While Christmas gets most of the glory as best-loved holiday, for me Halloween is tops. I love fall and the crisp cool days. I love to see Halloween decorations. (Although ironically, I do not like horror movies or gory stuff. I’m all about the campy Monster Mash fun!) And I especially love Halloween costumes!
When I was a kid, my mom was super into Halloween and undertook creating and implementing costumes very seriously. The only time in my life I can ever remember my mom sewing me anything was the year she made me a white cat costume (think: pink bunny costume from A Christmas Story, only a cat), which I absolutely adored. Then there were “realistic” witches (with props) and other traditional Halloween costumes. My personal favorite was when I went as Cyndi Lauper, during the height of her She’s So Unusual success (I was a huge fan — still am!). We did the whole thing right — layers of tulle for a skirt. Ripped up t-shirt (a corset was a little weird for a kid). My mom spray painted my hair with all kinds of colors and created a huge bouffant.

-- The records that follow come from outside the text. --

use bson::oid::ObjectId;
use bson::DateTime;
use serde::{Deserialize, Serialize};

use super::{entity, Address, Audit, Status};

pub const DEFAULT_TIMEZONE: &str = "America/Toronto";

#[derive(Debug, Clone, PartialEq, Serialize, Deserialize)]
pub struct Tenant {
    #[serde(rename = "_id")]
    pub id: ObjectId,
    pub public_id: i64,
    pub schema_name: String,
    pub name: String,
    pub alternate_name: String,
    pub description: String,
    pub url: String,
    pub timezone: String,
    pub status: Status,
    pub address: Address,
    pub audit: Audit,
}

entity!(Tenant, "tenants", "Tenant", TENANT_SCOPED = false);

#[derive(Debug, Clone, Copy, PartialEq, Eq, Serialize, Deserialize)]
#[serde(rename_all = "snake_case")]
pub enum UserStatus {
    Active,
    Inactive,
}

/// Access role; legacy group ids map onto it one to one.
#[derive(Debug, Clone, Copy, PartialEq, Eq, Serialize, Deserialize)]
#[serde(rename_all = "snake_case")]
pub enum UserRole {
    Executive,
    Management,
    FrontlineStaff,
    Associate,
    Customer,
}

impl UserRole {
    pub fn from_group_id(group_id: i64) -> Option<Self> {
        match group_id {
            1 => Some(UserRole::Executive),
            2 => Some(UserRole::Management),
            3 => Some(UserRole::FrontlineStaff),
            4 => Some(UserRole::Associate),
            5 => Some(UserRole::Customer),
            _ => None,
        }
    }
}

#[derive(Debug, Clone, PartialEq, Serialize, Deserialize)]
pub struct User {
    #[serde(rename = "_id")]
    pub id: ObjectId,
    pub tenant_id: ObjectId,
    pub public_id: i64,
    pub email: String,
    pub first_name: String,
    pub last_name: String,
    pub name: String,
    pub lexical_name: String,
    pub role: Option<UserRole>,
    pub status: UserStatus,
    pub timezone: String,
    pub joined_at: Option<DateTime>,
    pub last_login_at: Option<DateTime>,
    pub was_email_verified: bool,
    /// PHC string; empty until a password is set.
    pub password_hash: String,
    pub audit: Audit,
}

entity!(User, "users", "User", CACHED = true);

#[cfg(test)]
mod tests {
    use super::*;

    #[test]
    fn test_role_from_group_id() {
        assert_eq!(UserRole::from_group_id(1), Some(UserRole::Executive));
        assert_eq!(UserRole::from_group_id(5), Some(UserRole::Customer));
        assert_eq!(UserRole::from_group_id(0), None);
        assert_eq!(UserRole::from_group_id(6), None);
    }
}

Plus all the jewelry, shoes, makeup… everything needed to complete an awesome Cyndi costume! (I won a costume contest, too.)
Now that I am a mother, I find I am experiencing my joy of Halloween in a whole new way. My daughter will be 17 months by Halloween, so she won’t remember this year (or last). But I think it’s great to start now. After all, these are my memories, too! And I am relishing my years of being able to dress her in anything I want, including doing family ensemble costumes. (Let’s face it, that’s not going to happen very many times!)
So, it’s been more than a little irritating as this feminist mother goes out in search of Halloween costumes fit for a smart, brave, silly, happy little toddler. Since I don’t sew, I don’t have the option to make from scratch a costume for my girl. But as I search the shelves of local stores and online vendors, I am both frustrated and, sometimes, outraged by what I find.
Since it’s hard to predict the weather — October in the desert can be unseasonably warm or quite chilly — I’m trying to find a costume that can work in layers, if necessary. I found a cute little ladybug costume that seemed to fit the bill. It’s silly fun. It’s got the option to add more layers underneath if it’s cold. It doesn’t require face paint or a mask, both of which would be impossible with a toddler. And, while you could argue that a ladybug is feminine, I would argue that there must be male ladybugs or the species would not continue. The ladybug costume does present some different options for the themed, family costumes, too. I have a bee costume already so we could all go as different bugs, but thought it would be fun to dress as a ladybug, like my daughter. So, I set out to find an adult ladybug costume. How hard could it be?
Well, on the one hand, there are adult ladybug costumes. On the other hand, I would not be caught dead going trick-or-treating wearing this:
Don’t get me wrong. If there is someone out there who wants to dress as a sexy ladybug fairy person, go for it! (In fact, I’ve found at least four versions of the sexy ladybug, including one that has lights.) Have a good time! But I am planning trips to the pumpkin patch, trick-or-treating and other family style activities with my daughter. So, I do not want to be wearing a plunging neckline and thigh-highs. That is not what I want in the family photo of Halloween 2011. So, where’s my silly ladybug costume? And don’t tell me it doesn’t exist, because I found it online.
The real TMF here is how much the Halloween marketing machine has veered toward sexy and scary costumes and left out a still quite viable (and lucrative) segment of the market. (In fact, one of the Halloween stores I went to had a terrified little girl outside, crying to her mom to not go inside because it was too scary.) After all, what’s more Halloween than going trick-or-treating? This is a holiday that’s ALL about the kids! I’m not saying that the pendulum has to swing wildly the other way and make it only about family stuff. Keep the sexy stuff. Keep the scary stuff, if that’s your thing. Just don’t lose the family and kid stuff in the process!
And while we’re at it: Enough with the sexist costumes!